Binalarda sıcaklık regülasyonu için yenilikçi çözümler sunan faz değiştiren malzemeler (PCM’ler) ön plandadır. Kapsülleme ve entegrasyon tekniklerindeki ilerlemeler ve çeşitli iklimlerde kanıtlanmış etkinlikleri, PCM’leri sürdürülebilir ve verimli bina inşaatı için anahtar teknoloji olarak konumlandırıyor. 

 

Ancak zorluk bunların uygulanmasında yatmaktadır. PCM’ler sıvıya dönüştükçe sızıntı riskiyle karşı karşıya kalırlar. Kapsülleme makro düzeyde tüpler, kanallar veya diğer bileşenler kullanılarak veya mikro düzeyde küçük plastik kaplı küreler kullanılarak gerçekleştirilebilir. Ancak her ölçeğin kendine özgü dezavantajları vardır. Purdue Üniversitesi inşaat mühendisliği yardımcı doçenti Mirian Velay-Lizancos , “Mikrokapsüllemenin inşaat malzemelerinin sağlamlığı ve dayanıklılığı üzerinde olumsuz etkisi vardır” diye açıklıyor . “Makrokapsülleme, inşaat malzemelerinin şeklini ve üretim yöntemini sınırlandırıyor.”

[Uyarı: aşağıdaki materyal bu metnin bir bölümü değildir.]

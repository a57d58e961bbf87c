use serde::Deserialize;
use std::fs;
use std::path::{Path, PathBuf};

const ENV_CONFIG_PATH: &str = "DGA_AGENT_CONFIG_PATH";
const DEFAULT_CONFIG_PATH: &str = "config.yaml";

const DEFAULT_VECTOR_INDEX_URL: &str = "http://127.0.0.1:8000";
const DEFAULT_COLLECTION: &str = "dga_db";
const DEFAULT_TOP_K: usize = 3;

const DEFAULT_GENERATION_URL: &str = "http://127.0.0.1:11434";
const DEFAULT_MODEL: &str = "gemma3";

const DEFAULT_DOCS_DIR: &str = "static/docs";

/// Vector index service configuration
#[derive(Debug, Clone, Deserialize)]
pub struct VectorIndexConfig {
    /// Base URL of the vector index service
    #[serde(default = "default_vector_index_url")]
    pub url: String,
    /// Collection holding the embedded reference documents
    #[serde(default = "default_collection")]
    pub collection: String,
    /// Similarity search fan-out
    #[serde(default = "default_top_k")]
    pub top_k: usize,
}

impl Default for VectorIndexConfig {
    fn default() -> Self {
        Self {
            url: default_vector_index_url(),
            collection: default_collection(),
            top_k: default_top_k(),
        }
    }
}

/// Text-generation service configuration
#[derive(Debug, Clone, Deserialize)]
pub struct GenerationConfig {
    /// Base URL of the generation service (Ollama-compatible)
    #[serde(default = "default_generation_url")]
    pub url: String,
    /// Model name passed with every generation request
    #[serde(default = "default_model")]
    pub model: String,
}

impl Default for GenerationConfig {
    fn default() -> Self {
        Self {
            url: default_generation_url(),
            model: default_model(),
        }
    }
}

fn default_vector_index_url() -> String {
    DEFAULT_VECTOR_INDEX_URL.to_string()
}

fn default_collection() -> String {
    DEFAULT_COLLECTION.to_string()
}

fn default_top_k() -> usize {
    DEFAULT_TOP_K
}

fn default_generation_url() -> String {
    DEFAULT_GENERATION_URL.to_string()
}

fn default_model() -> String {
    DEFAULT_MODEL.to_string()
}

fn default_docs_dir() -> PathBuf {
    PathBuf::from(DEFAULT_DOCS_DIR)
}

/// YAML configuration file structure
#[derive(Debug, Clone, Deserialize)]
pub struct ConfigFile {
    #[serde(default)]
    pub vector_index: VectorIndexConfig,
    #[serde(default)]
    pub generation: GenerationConfig,
    /// Public directory reference documents are copied into
    #[serde(default = "default_docs_dir")]
    pub docs_dir: PathBuf,
}

impl Default for ConfigFile {
    fn default() -> Self {
        Self {
            vector_index: VectorIndexConfig::default(),
            generation: GenerationConfig::default(),
            docs_dir: default_docs_dir(),
        }
    }
}

/// Application configuration
#[derive(Debug, Clone)]
pub struct Config {
    pub vector_index: VectorIndexConfig,
    pub generation: GenerationConfig,
    pub docs_dir: PathBuf,
    pub port: u16,
    pub host: String,
}

impl Default for Config {
    fn default() -> Self {
        Self {
            vector_index: VectorIndexConfig::default(),
            generation: GenerationConfig::default(),
            docs_dir: default_docs_dir(),
            port: 8080,
            host: "127.0.0.1".to_string(),
        }
    }
}

impl Config {
    /// Load configuration from environment and config file
    pub fn from_env() -> Self {
        let port = std::env::var("PORT")
            .ok()
            .and_then(|p| p.parse().ok())
            .unwrap_or(8080);

        let host = std::env::var("HOST").unwrap_or_else(|_| "127.0.0.1".to_string());

        let config_path =
            std::env::var(ENV_CONFIG_PATH).unwrap_or_else(|_| DEFAULT_CONFIG_PATH.to_string());

        let file = Self::load_config_file(&config_path).unwrap_or_default();

        Self {
            vector_index: file.vector_index,
            generation: file.generation,
            docs_dir: file.docs_dir,
            port,
            host,
        }
    }

    /// Load configuration from YAML file
    fn load_config_file(path: &str) -> Option<ConfigFile> {
        let path = Path::new(path);

        if !path.exists() {
            tracing::debug!(path = %path.display(), "Config file not found, using defaults");
            return None;
        }

        match fs::read_to_string(path) {
            Ok(contents) => {
                let contents = contents.trim();
                if contents.is_empty() {
                    tracing::debug!(path = %path.display(), "Config file is empty, using defaults");
                    return Some(ConfigFile::default());
                }

                match serde_yaml::from_str(contents) {
                    Ok(config) => {
                        tracing::info!(path = %path.display(), "Loaded configuration from file");
                        Some(config)
                    }
                    Err(e) => {
                        tracing::warn!(path = %path.display(), error = %e, "Failed to parse config file, using defaults");
                        None
                    }
                }
            }
            Err(e) => {
                tracing::warn!(path = %path.display(), error = %e, "Failed to read config file, using defaults");
                None
            }
        }
    }

    pub fn bind_addr(&self) -> String {
        format!("{}:{}", self.host, self.port)
    }
}

#[cfg(test)]
mod tests {
    use super::*;

    #[test]
    fn defaults_are_sensible() {
        let config = Config::default();
        assert_eq!(config.vector_index.top_k, 3);
        assert_eq!(config.generation.model, "gemma3");
        assert_eq!(config.bind_addr(), "127.0.0.1:8080");
    }

    #[test]
    fn partial_yaml_fills_defaults() {
        let file: ConfigFile = serde_yaml::from_str(
            r#"
            generation:
              model: llama3
            "#,
        )
        .unwrap();

        assert_eq!(file.generation.model, "llama3");
        assert_eq!(file.generation.url, DEFAULT_GENERATION_URL);
        assert_eq!(file.vector_index.top_k, 3);
        assert_eq!(file.docs_dir, PathBuf::from(DEFAULT_DOCS_DIR));
    }
}
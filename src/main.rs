use std::sync::Arc;

use actix_web::{web, App, HttpServer};
use tracing_subscriber::{layer::SubscriberExt, util::SubscriberInitExt};

mod api;
mod db;
mod model;
mod retriever;
mod service;

use db::repository::DiagnosisRepository;
use model::Config;
use retriever::VectorIndexClient;
use service::{DiagnosisCache, DiagnosisService, OllamaGenerator};

#[tokio::main]
async fn main() -> std::io::Result<()> {
    // Load .env file if present (ignore if missing)
    let _ = dotenvy::dotenv();

    // Initialize tracing
    tracing_subscriber::registry()
        .with(
            tracing_subscriber::EnvFilter::try_from_default_env().unwrap_or_else(|_| "info".into()),
        )
        .with(tracing_subscriber::fmt::layer())
        .init();

    let config = Config::from_env();
    let bind_addr = config.bind_addr();

    if let Err(e) = std::fs::create_dir_all(&config.docs_dir) {
        tracing::warn!(error = %e, dir = %config.docs_dir.display(), "Failed to create docs directory");
    }

    // Initialize PostgreSQL database
    let db_pool = db::create_pool()
        .await
        .expect("Failed to create database pool");

    // Initialize database schema
    db::init_schema(&db_pool)
        .await
        .expect("Failed to initialize database schema");

    // Initialize Redis cache (optional - will log warning if Redis is unavailable)
    let cache = match DiagnosisCache::new().await {
        Ok(cache) => {
            tracing::info!("Redis narrative cache enabled");
            Some(cache)
        }
        Err(e) => {
            tracing::warn!(error = %e, "Redis cache unavailable, running without cache");
            None
        }
    };

    // External collaborators behind their request/response contracts
    let retriever = Arc::new(VectorIndexClient::new(&config.vector_index));
    let generator = Arc::new(OllamaGenerator::new(&config.generation));

    let diagnosis_service = web::Data::new(DiagnosisService::new(
        retriever,
        generator,
        cache.clone(),
        config.vector_index.top_k,
        config.docs_dir.clone(),
    ));

    let repository = web::Data::new(DiagnosisRepository::new(db_pool.clone()));
    let db_pool_data = web::Data::new(db_pool);
    let cache_data = web::Data::new(cache);

    tracing::info!("Starting DGA diagnosis agent on {}", bind_addr);

    HttpServer::new(move || {
        App::new()
            .app_data(diagnosis_service.clone())
            .app_data(repository.clone())
            .app_data(db_pool_data.clone())
            .app_data(cache_data.clone())
            .configure(api::diagnosis::configure)
            .configure(api::health::configure)
            .configure(api::openapi::configure)
    })
    .bind(&bind_addr)?
    .run()
    .await
}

Velay-Lizancos, sıvıya daldırma ve vakum kullanarak PCM’leri bu sınırlamalar olmaksızın prefabrik bina modüllerine dahil etmek için yenilikçi bir çözüm önermektedir. Bu işlem tuğla, kaldırım taşı, beton duvar birimleri ve alçıpan gibi standart mineral bazlı ürünleri geliştirir. Daldırma banyosu yaklaşımı PCM’leri, bu malzemelerin sıcaklık dalgalanmalarına karşı en etkili olduğu yer olan bina birimlerinin yüzeyine yakın yerlerde yoğunlaştırır. Velay-Lizancos’un çeşitli su/çimento oranlarındaki harçlarla yaptığı deney, termal atalette %24’lük bir artış olduğunu ve hacmin yalnızca %7’sinin daldırılmış PCM’den oluştuğunu ortaya çıkardı. Modifiye edilmiş harçlar ayrıca basınç dayanımında %22’lik bir artış sergiledi. Ayrıca PCM’ler bina modüllerinin kılcal gözeneklerini doldurduğu için herhangi bir sızıntı meydana gelmez.

 

 

 

 

Bir başka buluş ise araştırmacıların faz değiştiren parafin mumu ve ışığa duyarlı sıvı reçinelerden oluşan 3 boyutlu yazdırılabilir bir kompozit geliştirdiği Texas A&M’den geldi. Toz halindeki parafin, reçine boyunca eşit şekilde karıştırılarak 3D baskıya uygun esnek bir macun oluşturulur. Reçinenin ışıkla etkinleştirilen özelliği, kompozitin UV ışığıyla sert bir malzeme halinde sertleştirilmesine olanak tanır. Parafinin eşit dağılımı ve sızıntı endişesinin olmaması, %70’e kadar PCM’lerin kompozit karışımını mümkün kılar. Ön testler, PCM’lerin yüksek oranına bağlı olarak PCM olmayan versiyonlarla karşılaştırıldığında termal yanıtta %40’lık bir iyileşme olduğunu ortaya koyuyor. Texas A&M’de malzeme bilimcisi olan Emily Pentzer , bu katmanlı üretim yöntemini, yeni ve mevcut yapı bileşenlerine PCM yeteneği eklemeye yönelik çok yönlü bir teknik olarak hayal ediyor. “Faz değiştiren malzemeleri ölçeklenebilir bir yöntem kullanarak yapı malzemelerine entegre etme yeteneği, hem yeni binalarda hem de mevcut yapılarda daha pasif sıcaklık düzenlemesi üretme fırsatlarını açıyor” dedi.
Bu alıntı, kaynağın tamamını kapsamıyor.